ROTTERDAM – De huidige interim-wetgeving op telecommunicatie-gebied is strijdig met de richtlijn van de Europese Unie voor de infrastructuur. De vereisten waaraan nieuwe vergunninghouders moeten voldoen, kloppen niet.Dit concludeert mr Ger Cartigny, deskundige telecommunicatie-recht van het advocatenkantoor Nauta Dutilh. Eveneens op gespannen voet met de Europese regelgeving staat de beperking van het aantal landelijke infrastructuur-vergunninghouders.
Cartigny zet ook grote vraagtekens achter de plannen van minister Jorritsma (Verkeer en Waterstaat) om per regio slechts één extra vergunning te geven voor spraaktelefonie.
Op de verkeerde weg
Hij sprak tijdens een seminar over actuele ontwikkelingen op het gebied van telecommunicatie. Volgens Cartigny zit het Kabinet op de verkeerde weg met het scherper tot uitdrukking laten komen van het onderscheid tussen infrastructuur en dienst.
In de laatste Europese richtlijnen is dit verschil juist vervaagd. Het aanbieden van infrastructuur wordt meer en meer gezien als het aanbieden van een dienst, vergelijkbaar met andere diensten. Uit een dit jaar aangenomen richtlijn voor infrastructuur blijkt dat infrastructuur wordt beschouwd als een dienst die in beginsel in vrijheid moet kunnen worden verleend.
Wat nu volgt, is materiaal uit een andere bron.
#[cfg(test)]
mod tests {
    use super::*;
    use std::time::Duration;

    use crate::data::{Exposure, Noise, SyntheticSpec, demo_dataset, synthetic_profiles};
    use crate::domain::EnergyGrid;
    use crate::models::{LogParabolaSpectrum, PowerLawSpectrum, inverse_compton, pion_decay};
    use crate::physics::TargetPhotonField;

    fn spatial() -> SpatialBin {
        SpatialBin {
            lat_index: 0,
            lon_index: 0,
            lon: 0.0,
            lat: 0.0,
            lon_half_width: 5.0,
            lat_half_width: 5.0,
        }
    }

    /// 18 bins with Δln E ≈ 0.384.
    fn cutoff_grid() -> EnergyGrid {
        EnergyGrid::log_spaced(0.3, 0.3 * (0.3837641821164575f64 * 17.0).exp(), 18).unwrap()
    }

    fn cutoff_scenario(noise: Noise) -> (FitConfig, PowerLawSpectrum, Observation) {
        power_law_scenario(&[1e-6, 0.3, 1e-3], noise)
    }

    /// Power law on the cutoff grid, 400 expected counts per bin, no background.
    fn power_law_scenario(truth: &[f64], noise: Noise) -> (FitConfig, PowerLawSpectrum, Observation) {
        let grid = cutoff_grid();
        let config = FitConfig::default();
        let model = PowerLawSpectrum::new(grid.as_slice().to_vec(), grid.as_slice()[config.pivot_bin]);
        let spec = SyntheticSpec {
            exposure: Exposure::TargetCounts(400.0),
            background: 0.0,
            noise,
            seed: 3,
            ..SyntheticSpec::default()
        };
        let profiles = synthetic_profiles(&grid, &model, truth, &spec).unwrap();
        let observation = Observation::new(&grid, &profiles, &config).unwrap();
        (config, model, observation)
    }

    fn run(config: &FitConfig, model: &dyn Spectrum, observation: &Observation) -> Result<FitResult, FitError> {
        FitDriver::new(config, model, observation, spatial())?.run()
    }

    #[test]
    fn driver_walks_the_stages_in_order() {
        let (config, model, observation) = cutoff_scenario(Noise::None);
        let mut driver = FitDriver::new(&config, &model, &observation, spatial()).unwrap();
        assert!(matches!(driver.state(), FitState::Seeded { .. }));
        assert!(matches!(driver.advance().unwrap(), FitState::Stage1Converged { .. }));
        assert!(matches!(driver.advance().unwrap(), FitState::Stage2Converged { .. }));
        assert!(matches!(driver.advance().unwrap(), FitState::Stage3Converged { .. }));
        assert!(matches!(driver.advance().unwrap(), FitState::Reported(_)));
        assert!(driver.state().params().is_none());
    }

    #[test]
    fn noiseless_cutoff_power_law_is_recovered() {
        let (config, model, observation) = cutoff_scenario(Noise::None);
        let result = FitDriver::new(&config, &model, &observation, spatial())
            .unwrap()
            .run()
            .unwrap();

        let gamma = result.param("gamma").unwrap().value;
        let inv = result.param("Ecut_inv").unwrap().value;
        assert!((gamma - 0.3).abs() < 0.05 * 0.3, "gamma = {gamma}");
        assert!((inv - 1e-3).abs() < 0.05 * 1e-3, "invEcut = {inv}");
        assert_eq!(result.dof, 14 - 3);
        assert_eq!(result.energies.len(), 14);
        match result.cutoff_energy {
            Some(CutoffEnergy::Finite { value, .. }) => assert!((value - 1000.0).abs() < 60.0),
            other => panic!("unexpected cutoff {other:?}"),
        }
        assert!(result.reduced_chi_square.unwrap() < 1e-3);
    }

    #[test]
    fn noisy_cutoff_power_law_is_within_errors() {
        let (config, model, observation) = cutoff_scenario(Noise::Relative(0.05));
        let result = FitDriver::new(&config, &model, &observation, spatial())
            .unwrap()
            .run()
            .unwrap();

        let gamma = result.param("gamma").unwrap();
        let inv = result.param("Ecut_inv").unwrap();
        let sigma_gamma = gamma.error.unwrap();
        assert!((gamma.value - 0.3).abs() < 5.0 * sigma_gamma);
        if let Some(sigma_inv) = inv.error {
            assert!((inv.value - 1e-3).abs() < 5.0 * sigma_inv);
        }
        assert_eq!(result.dof, 11);
    }

    #[test]
    fn without_cutoff_two_parameters_are_reported() {
        let (mut config, model, observation) = cutoff_scenario(Noise::None);
        config.cutoff = false;
        let result = FitDriver::new(&config, &model, &observation, spatial())
            .unwrap()
            .run()
            .unwrap();
        assert_eq!(result.params.len(), 2);
        assert_eq!(result.dof, 12);
        assert!(result.cutoff_energy.is_none());
    }

    #[test]
    fn log_parabola_demo_bin_fits_well() {
        let dataset = demo_dataset(1, 1, 5).unwrap();
        let config = FitConfig::default();
        let model = LogParabolaSpectrum::new(dataset.grid.as_slice().to_vec());
        let data = &dataset.bins[0];
        let observation = Observation::new(&dataset.grid, &data.profiles, &config).unwrap();
        let result = FitDriver::new(&config, &model, &observation, data.bin.clone())
            .unwrap()
            .run()
            .unwrap();

        assert_eq!(result.params.len(), 3);
        assert!(result.reduced_chi_square.unwrap() < 3.0);
        assert!(result.test_statistic.is_finite());
    }

    #[test]
    fn inverse_compton_on_cmb_is_recovered() {
        let grid = EnergyGrid::log_spaced(0.3, 100.0, 18).unwrap();
        let mut config = FitConfig::default();
        config.cutoff = false;
        let field = TargetPhotonField::cmb(1e-6, 1e-1).unwrap();
        let model = inverse_compton(grid.as_slice().to_vec(), config.electron_energies.clone(), field);
        let truth = [5e6, 1.7, 0.0];
        let spec = SyntheticSpec {
            exposure: Exposure::TargetCounts(400.0),
            noise: Noise::None,
            ..SyntheticSpec::default()
        };
        let profiles = synthetic_profiles(&grid, &model, &truth, &spec).unwrap();
        let observation = Observation::new(&grid, &profiles, &config).unwrap();
        let result = FitDriver::new(&config, &model, &observation, spatial())
            .unwrap()
            .run()
            .unwrap();

        let n0 = result.param("N_0").unwrap().value;
        let gamma = result.param("gamma").unwrap().value;
        assert!((gamma - 1.7).abs() < 0.02, "gamma = {gamma}");
        assert!((n0 / 5e6 - 1.0).abs() < 0.05, "N0 = {n0}");
    }

    #[test]
    fn chi_square_fit_matches_truth_without_noise() {
        let (config, model, observation) = cutoff_scenario(Noise::None);
        let result = fit_chi_square(&config, &model, &observation, spatial()).unwrap();
        assert!((result.param("gamma").unwrap().value - 0.3).abs() < 0.015);
        assert!(result.chi_square < 1e-3);
        assert_eq!(result.dof, 11);
    }

    #[test]
    fn small_normalization_without_background_is_recovered() {
        let (config, model, observation) = power_law_scenario(&[5e-8, 0.3, 1e-3], Noise::None);
        assert!(observation.background().iter().all(|&b| b == 0.0));
        let result = run(&config, &model, &observation).unwrap();

        let n0 = result.param("N_0").unwrap().value;
        let gamma = result.param("gamma").unwrap().value;
        assert!((n0 / 5e-8 - 1.0).abs() < 0.05, "N0 = {n0}");
        assert!((gamma - 0.3).abs() < 0.05 * 0.3, "gamma = {gamma}");
    }

    #[test]
    fn hardening_spectrum_reports_infinite_cutoff_at_bound() {
        // A negative inverse cutoff in the truth puts the constrained minimum on invEcut = 0.
        let (config, model, observation) = power_law_scenario(&[1e-6, 0.3, -2e-3], Noise::None);
        let result = run(&config, &model, &observation).unwrap();

        assert_eq!(result.param("Ecut_inv").unwrap().value, 0.0);
        assert_eq!(result.param("Ecut_inv").unwrap().error, None);
        assert_eq!(result.cutoff_energy, Some(CutoffEnergy::Infinite));
        assert!(result.warnings.iter().any(|w| matches!(
            w,
            FitWarning::ParameterAtBound { name, value } if name == "Ecut_inv" && *value == 0.0
        )));
    }

    #[test]
    fn window_without_spare_bins_warns_about_dof() {
        let (mut config, model, observation) = cutoff_scenario(Noise::None);
        config.fit_min = 4;
        config.fit_max = 7;
        let result = run(&config, &model, &observation).unwrap();

        assert_eq!(result.energies.len(), 3);
        assert_eq!(result.dof, 0);
        assert!(result.reduced_chi_square.is_none());
        assert!(result.warnings.contains(&FitWarning::NonPositiveDof { dof: 0 }));
    }

    #[test]
    fn zero_stage_timeout_fails_the_first_stage() {
        let (mut config, model, observation) = cutoff_scenario(Noise::None);
        config.minimizer.stage_timeout = Some(Duration::ZERO);
        match run(&config, &model, &observation) {
            Err(FitError::FitFailed { stage, reason, .. }) => {
                assert_eq!(stage, Stage::NarrowWindow);
                assert!(reason.contains("timeout"));
            }
            other => panic!("expected a stage failure, got {other:?}"),
        }
    }

    #[test]
    fn pion_decay_is_recovered() {
        let grid = EnergyGrid::log_spaced(0.3, 100.0, 18).unwrap();
        let mut config = FitConfig::default();
        config.cutoff = false;
        let truth = [3e6, 2.2, 0.0];
        let spec = SyntheticSpec {
            exposure: Exposure::TargetCounts(400.0),
            noise: Noise::None,
            ..SyntheticSpec::default()
        };
        let generator = pion_decay(grid.as_slice().to_vec(), config.proton_momenta.clone());
        let profiles = synthetic_profiles(&grid, &generator, &truth, &spec).unwrap();
        let observation = Observation::new(&grid, &profiles, &config).unwrap();

        let model = pion_decay(grid.as_slice().to_vec(), config.proton_momenta.clone());
        let result = run(&config, &model, &observation).unwrap();

        let n0 = result.param("N_0").unwrap().value;
        let gamma = result.param("gamma").unwrap().value;
        assert!((gamma - 2.2).abs() < 0.02, "gamma = {gamma}");
        assert!((n0 / 3e6 - 1.0).abs() < 0.05, "N0 = {n0}");
        assert!(result.cutoff_energy.is_none());
    }

    #[test]
    fn config_outside_grid_is_rejected() {
        let (mut config, model, observation) = cutoff_scenario(Noise::None);
        config.fit_min = 20;
        assert!(matches!(
            FitDriver::new(&config, &model, &observation, spatial()),
            Err(FitError::InvalidConfig(_))
        ));
    }
}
Cartigny vreest dat de interim-wetten al weer verouderd zijn tegen de tijd dat ze worden aangenomen. Zelfs als het aanbieden van regionale infrastructuur zonder radiofrequenties aan een vergunning zou mogen worden gebonden, is het nog maar de vraag of de Europese richtlijn wel toelaat dat het aantal vergunningen per gebied beperkt wordt tot één. Zo’n beperking mag alleen wanneer de vergunninghouders ook radiofrequenties gebruiken, maar het punt is nu juist dat deze regionale vergunninghouders niet de beschikking krijgen over radiofrequenties. Corr.